In May 2016, after the Bilang Pilipino 2016 election coverage, all Aksyon newscasts continued to utilize the new studio with a large LED. Unlike ABS-CBN News, and GMA News who came back in their respective newscast studios after the coverage, News5 considered the Election studio as their new studio for all of its editions. However, 4:3 graphics, title cards, and OBB didn't change. There was also a time that Sports5 used the studio for the announcement of the Gilas Pilipinas line-up prior to the FIBA Olympic Qualifying Tournament in July (with the Philippines as one of the host countries).

On July 15, 2016, Cherie Mercado left the newscast after six years with TV5 (from Aksyon Weekend, Aksyon JournalisMO, Pilipinas News, to Aksyon sa Tanghali), after she was appointed as the Press Officer and spokesperson to the newly created Department of Transportation. She, went to a private life with her family after resigning from her post in May the following year. In 2018, she was hired by CNN Philippines (a local franchise of CNN which, ironically, became TV5's former partner in sharing international news content via AksyonTV's defunct CNN Konek, currently as RPTV) to anchor the late evening edition of Newsroom, replacing Mitzi Borromeo who'll leave the channel to pursue an advance degree in college.

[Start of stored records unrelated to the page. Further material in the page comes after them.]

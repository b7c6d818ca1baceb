use chrono::Local;
use clap::{Parser, Subcommand};
use speiglass::report::{self, Summary};
use speiglass::{library, serve};
use std::io::{self, Write};
use std::path::{Path, PathBuf};

#[derive(Parser, Debug)]
#[command(name = "speiglass")]
#[command(author, version, about = "Monthly bird-distribution footage viewer with SPEI drought commentary")]
struct Args {
    #[command(subcommand)]
    command: Option<Command>,

    /// Directory holding the {species}_{month}.mp4 clips (optional in GUI mode)
    dir: Option<PathBuf>,

    /// Launch GUI folder picker (auto-enabled when double-clicked)
    #[arg(long)]
    gui: bool,

    /// Only show summary
    #[arg(short, long)]
    quiet: bool,
}

#[derive(Subcommand, Debug)]
enum Command {
    /// Start the interactive dashboard in the browser
    Serve {
        /// Directory holding the clips (default: current directory)
        dir: Option<PathBuf>,

        /// Port to listen on
        #[arg(short, long, default_value = "8701")]
        port: u16,
    },

    /// Write an availability + commentary report (.html, .json, .csv)
    Export {
        /// Directory holding the clips (default: current directory)
        dir: Option<PathBuf>,

        /// Output report file; format follows the extension
        #[arg(short, long)]
        output: Option<PathBuf>,

        /// Don't prompt to open the report
        #[arg(long)]
        no_open: bool,
    },
}

fn main() {
    let args = Args::parse();

    // Handle subcommands first
    if let Some(cmd) = args.command {
        match cmd {
            Command::Serve { dir, port } => {
                let dir = dir.unwrap_or_else(|| PathBuf::from("."));
                if let Err(e) = serve::start(port, dir) {
                    eprintln!("Server error: {}", e);
                    std::process::exit(1);
                }
                return;
            }
            Command::Export { dir, output, no_open } => {
                let dir = dir.unwrap_or_else(|| PathBuf::from("."));
                run_export(&dir, output, no_open, args.quiet);
                return;
            }
        }
    }

    // Determine the inventory directory
    // With GUI feature: open the picker if --gui flag OR no directory provided
    // This makes double-click behavior "just work"
    #[cfg(feature = "gui")]
    let dir = if args.gui || args.dir.is_none() {
        match pick_dir_gui() {
            Some(d) => d,
            None => {
                // User cancelled - show message and exit
                eprintln!("No folder selected.");
                std::process::exit(0);
            }
        }
    } else {
        args.dir.clone().unwrap()
    };

    #[cfg(not(feature = "gui"))]
    let dir = args.dir.clone().unwrap_or_else(|| PathBuf::from("."));

    let scan = library::scan(&dir);
    let summary = Summary::from_scan(&scan);

    if !args.quiet {
        eprintln!("\x1b[1mSpeiglass - 조류 분포 영상 인벤토리\x1b[0m");
        eprintln!("{}", "─".repeat(70));
        eprintln!("Directory: {}\n", scan.dir);

        // One row per species, six month cells each
        for row in scan.assets.chunks(6) {
            let cells: Vec<String> = row
                .iter()
                .map(|a| {
                    if a.present {
                        format!("\x1b[32m{:>3} ✓\x1b[0m", a.month_label)
                    } else {
                        format!("\x1b[31m{:>3} ✗\x1b[0m", a.month_label)
                    }
                })
                .collect();
            println!(
                "{:<7} {:<14} {}",
                row[0].species,
                row[0].species_name,
                cells.join("  ")
            );
        }

        if !scan.strays.is_empty() {
            eprintln!("\n\x1b[33mUnrecognized .mp4 files (ignored by the dashboard):\x1b[0m");
            for name in &scan.strays {
                eprintln!("  ? {}", name);
            }
        }
    }

    // Summary
    if !args.quiet {
        eprintln!("\n{}", "─".repeat(70));
    }
    eprintln!("\x1b[1mSummary:\x1b[0m");
    eprintln!("  \x1b[32m✓ Present:\x1b[0m {:>3} / {}", summary.present, summary.expected);
    eprintln!("  \x1b[31m✗ Missing:\x1b[0m {:>3}", summary.missing);
    if summary.strays > 0 {
        eprintln!("  \x1b[33m? Strays:\x1b[0m  {:>3}", summary.strays);
    }

    // Exit with appropriate code
    if summary.missing > 0 {
        std::process::exit(1);
    }
}

fn run_export(dir: &Path, output: Option<PathBuf>, no_open: bool, quiet: bool) {
    let scan = library::scan(dir);

    let output_path = output.unwrap_or_else(|| {
        let timestamp = Local::now().format("%Y%m%d_%H%M%S");
        PathBuf::from(format!("speiglass_report_{}.csv", timestamp))
    });

    if let Err(e) = report::generate(&output_path, &scan) {
        eprintln!("Failed to write report: {}", e);
        std::process::exit(1);
    }

    if !quiet {
        let summary = Summary::from_scan(&scan);
        eprintln!(
            "Scanned {}: {} / {} clips present",
            scan.dir, summary.present, summary.expected
        );
        eprintln!("\x1b[32mReport saved: {}\x1b[0m", output_path.display());
    }

    // Open report
    if !no_open && !quiet {
        eprint!("\nOpen report? [Y/n] ");
        io::stderr().flush().ok();

        let mut input = String::new();
        if io::stdin().read_line(&mut input).is_ok() {
            let input = input.trim().to_lowercase();
            if input.is_empty() || input == "y" || input == "yes" {
                if let Err(e) = open::that(&output_path) {
                    eprintln!("Failed to open report: {}", e);
                }
            }
        }
    }
}

#[cfg(feature = "gui")]
fn pick_dir_gui() -> Option<PathBuf> {
    rfd::FileDialog::new()
        .set_title("Select the folder holding the monthly bird clips")
        .pick_folder()
}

Following her departure, Aksyon was downgraded to single-presenter format by August 1. Cheryl Cosim retained her role to the morning newscast, but she left her co-presenter of Aksyon Tonite Ed Lingao, who went solo for a week until Roices Naguit took over Cosim's vacated anchor's chair on the Late-Night edition in the height of the network's coverage to the 2016 Summer Olympics in Rio de Janeiro, Brazil. More than two months later, on October 17, the edition's segment anchor Lia Cruz and former Aksyon sa Tanghali segment anchor Marga Vargas are named as new rotating co-anchors to Lingao. The primetime edition however, was spared from these changes and continued to be co-anchored by Valdez and Tulfo during the time.

On December 19, 2016, the newscast's graphic package gained rounded edges (in exception in the flipper) with orange as the standard color. It was initially used in the morning and early evening editions before implementing on the rest of the newscast. The color is now similar with their Cignal business channel Bloomberg TV Philippines.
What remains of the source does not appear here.